Die Polizei Yves Kühler hat sich mit der Bitte um Geschwindigkeitskontrollen an die Polizei gewandt. Stephan Wagner vom Saarburger Polizeipräsidium erklärt, dass sich die Menschen in fast allen Orten Richtung Luxemburg über zu viel Verkehr und Raserei beschwerten. Er sagt: „Wir können nicht überall sein.“ Die Kontrollen würden dort konzentriert, wo sich Unfälle häuften, in Ausnahmefällen auch in schutzwürdigen Bereichen wie an Schulen und Kindergärten. Doch in Palzem sind die Unfallzahlen laut Wagner nicht signifikant auffällig. Die Beanstandungsquote bei drei Kontrollen 2018 hätte sogar weit unter den sonst üblichen Zahlen gelegen. Die Polizist räumt aber ein, dass der Blitzer auf der großteils recht geraden Strecke womöglich gut sichtbar gewesen sei. Die in vielen Orten blinkenden Geschwindigkeitsmessgeräte mit Smileys bringen laut Wagner „ein bisschen was“.

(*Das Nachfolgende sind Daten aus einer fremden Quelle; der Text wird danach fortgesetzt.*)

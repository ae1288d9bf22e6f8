//! Spatially averaged spectra.

use flexwave_stats::finite_mean;
use ndarray::{ArrayView3, Axis};

/// Per-scale spatial mean of an estimate and of its error field.
///
/// Non-finite pixels are skipped. A scale with no finite pixel is `NaN`.
#[derive(Clone, Debug, PartialEq)]
pub struct GlobalSpectrum {
    wavenumbers: Vec<f64>,
    values: Vec<f64>,
    errors: Vec<f64>,
}

impl GlobalSpectrum {
    /// Averages `[x, y, scale]` fields over `x` and `y`.
    ///
    /// `wavenumbers` labels the scale axis and must have one entry per scale.
    pub(crate) fn from_fields(
        wavenumbers: &[f64],
        values: ArrayView3<'_, f64>,
        errors: ArrayView3<'_, f64>,
    ) -> Self {
        let per_scale = |field: ArrayView3<'_, f64>| -> Vec<f64> {
            field
                .axis_iter(Axis(2))
                .map(|slab| finite_mean(slab.iter().copied()))
                .collect()
        };
        Self {
            wavenumbers: wavenumbers.to_vec(),
            values: per_scale(values),
            errors: per_scale(errors),
        }
    }

    /// Analysis wavenumbers (rad/m), one per scale.
    pub fn wavenumbers(&self) -> &[f64] {
        &self.wavenumbers
    }

    /// Spatial mean of the estimate per scale.
    pub fn values(&self) -> &[f64] {
        &self.values
    }

    /// Spatial mean of the error field per scale.
    pub fn errors(&self) -> &[f64] {
        &self.errors
    }

    pub fn len(&self) -> usize {
        self.values.len()
    }

    pub fn is_empty(&self) -> bool {
        self.values.is_empty()
    }
}
//! Wavelet admittance and coherence between two fields.

use flexwave_wavelet::WaveletCoefficients;
use ndarray::{Array3, ArrayView3};
use tracing::debug;

use crate::error::SpectralError;
use crate::global::GlobalSpectrum;
use crate::jackknife::jackknife_admit_coh;
use crate::reduce::{JointSample, check_compatible, reduce_angles};

/// Admittance and coherence `[x, y, scale]` with their joint jackknife errors.
///
/// Pixels where the angle-averaged power is zero hold `NaN` or `Inf`.
#[derive(Clone, Debug)]
pub struct AdmitCoh {
    admittance: Array3<f64>,
    admittance_error: Array3<f64>,
    coherence: Array3<f64>,
    coherence_error: Array3<f64>,
    wavenumbers: Vec<f64>,
}

impl AdmitCoh {
    /// `Re(<w1 conj(w2)>) / <|w1|^2>`.
    pub fn admittance(&self) -> ArrayView3<'_, f64> {
        self.admittance.view()
    }

    pub fn admittance_error(&self) -> ArrayView3<'_, f64> {
        self.admittance_error.view()
    }

    /// `|<w1 conj(w2)>|^2 / (<|w1|^2> <|w2|^2>)`. Not clamped to `[0, 1]`.
    pub fn coherence(&self) -> ArrayView3<'_, f64> {
        self.coherence.view()
    }

    pub fn coherence_error(&self) -> ArrayView3<'_, f64> {
        self.coherence_error.view()
    }

    /// Analysis wavenumbers (rad/m).
    pub fn wavenumbers(&self) -> &[f64] {
        &self.wavenumbers
    }

    pub fn global_admittance(&self) -> GlobalSpectrum {
        GlobalSpectrum::from_fields(
            &self.wavenumbers,
            self.admittance.view(),
            self.admittance_error.view(),
        )
    }

    pub fn global_coherence(&self) -> GlobalSpectrum {
        GlobalSpectrum::from_fields(
            &self.wavenumbers,
            self.coherence.view(),
            self.coherence_error.view(),
        )
    }
}

/// Computes admittance and coherence of `wt2` against `wt1` in one angular pass.
///
/// # Errors
///
/// Same conditions as [`cross_scalogram`](crate::cross_scalogram).
#[tracing::instrument(skip_all, fields(dim = ?wt1.dim()))]
pub fn admit_coh(
    wt1: &WaveletCoefficients,
    wt2: &WaveletCoefficients,
) -> Result<AdmitCoh, SpectralError> {
    check_compatible(wt1, wt2)?;
    let reduced = reduce_angles(wt1, wt2, JointSample::new);
    debug!("angular reduction done");

    let admittance = reduced.mean.mapv(|j| j.admittance());
    let coherence = reduced.mean.mapv(|j| j.coherence());
    let (admittance_error, coherence_error) = jackknife_admit_coh(reduced.per_angle.view());

    let non_finite = coherence.iter().filter(|v| !v.is_finite()).count();
    if non_finite > 0 {
        debug!(non_finite, "zero-power pixels in coherence");
    }

    Ok(AdmitCoh {
        admittance,
        admittance_error,
        coherence,
        coherence_error,
        wavenumbers: wt1.scales().as_slice().to_vec(),
    })
}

Der Ortsbürgermeister Palzems Ortschef Florian Wagner spricht von einem riesigen Verkehrsaufkommen im Ort und davon, dass der Schwerlastverkehr vor allem aus Luxemburg zunimmt. Er verweist darauf, dass die Raserei im Palzemer Rat schön öfters Thema war und bereits einiges dagegen unternommen wurde. Demnach wurde das Ortsschild in der nicht durchgehend bebauten Bundesstraße näher an die Ortslage gerückt, um einen Zusammenhang herzustellen. Zudem habe die Gemeinde ein Geschwindigkeitsmessgerät angeschafft. Am Ortseingang Richtung Wincheringen wurde ein Fahrbahnversatz (Engpass durch nahe beieinander liegende Ausbuchtungen auf jeder Seite) eingebaut. Dieser hat laut Wagner zunächst zu Unfällen und Konflikten geführt, zeige jedoch Wirkung. Richtung Nennig sei ein solcher Versatz nicht möglich, weil die Trasse zu unübersichtlich sei. Der Ortschef, der täglich auf der Luxemburger Seite beobachten kann, dass fest installierte Blitzersäulen die Raser nur punktuell zügeln, ist der Meinung, dass nur bauliche Anlagen helfen. Er sagt: „Es ist schon heftig, wo Herr Kühler wohnt. Ich bin ihm gerne behilflich. Aber wie?“

Die Straßenbaubehörde Klaus Wagner vom Landesbetrieb Mobilität Trier (LBM) ergänzt die Aufzählung des Ortschefs um wenige Punkte. Er nennt Schilder und Piktogramme auf der Fahrbahn, die auf das Maximaltempo 50 hinweisen. Zum Schutz der Fußgänger gebe es Mittelinseln. Wagner bekräftigt,  dass ein Fahrbahnversatz Richtung Nennig aufgrund der Sichtverhältnisse kaum möglich sei. Doch sieht er in dem Versatz auch Nachteile. Gerade das Anhalten und Anfahren von Lastern verursache erheblichen Lärm. Winzer Schmitt hat an dem Versatz Richtung Wincheringen noch ganz andere Dinge beobachtet. Zu Stoßzeiten werde dort die Vorfahrt missachtet und kräftig gehupt. Auch Wagner vom LBM sieht keine weiteren Möglichkeiten, den Verkehr in Palzems Ortsdurchfahrt zu beruhigen. Er nennt Zahlen: Laut Bundesverkehrszählung sind 2015 im Schnitt täglich 3660 Fahrzeuge durch Palzem gefahren, davon sechs Prozent  Schwerverkehr. Der Verkehr hat laut Wagner in den vergangenen fünf Jahren um etwa acht Prozent zugenommen.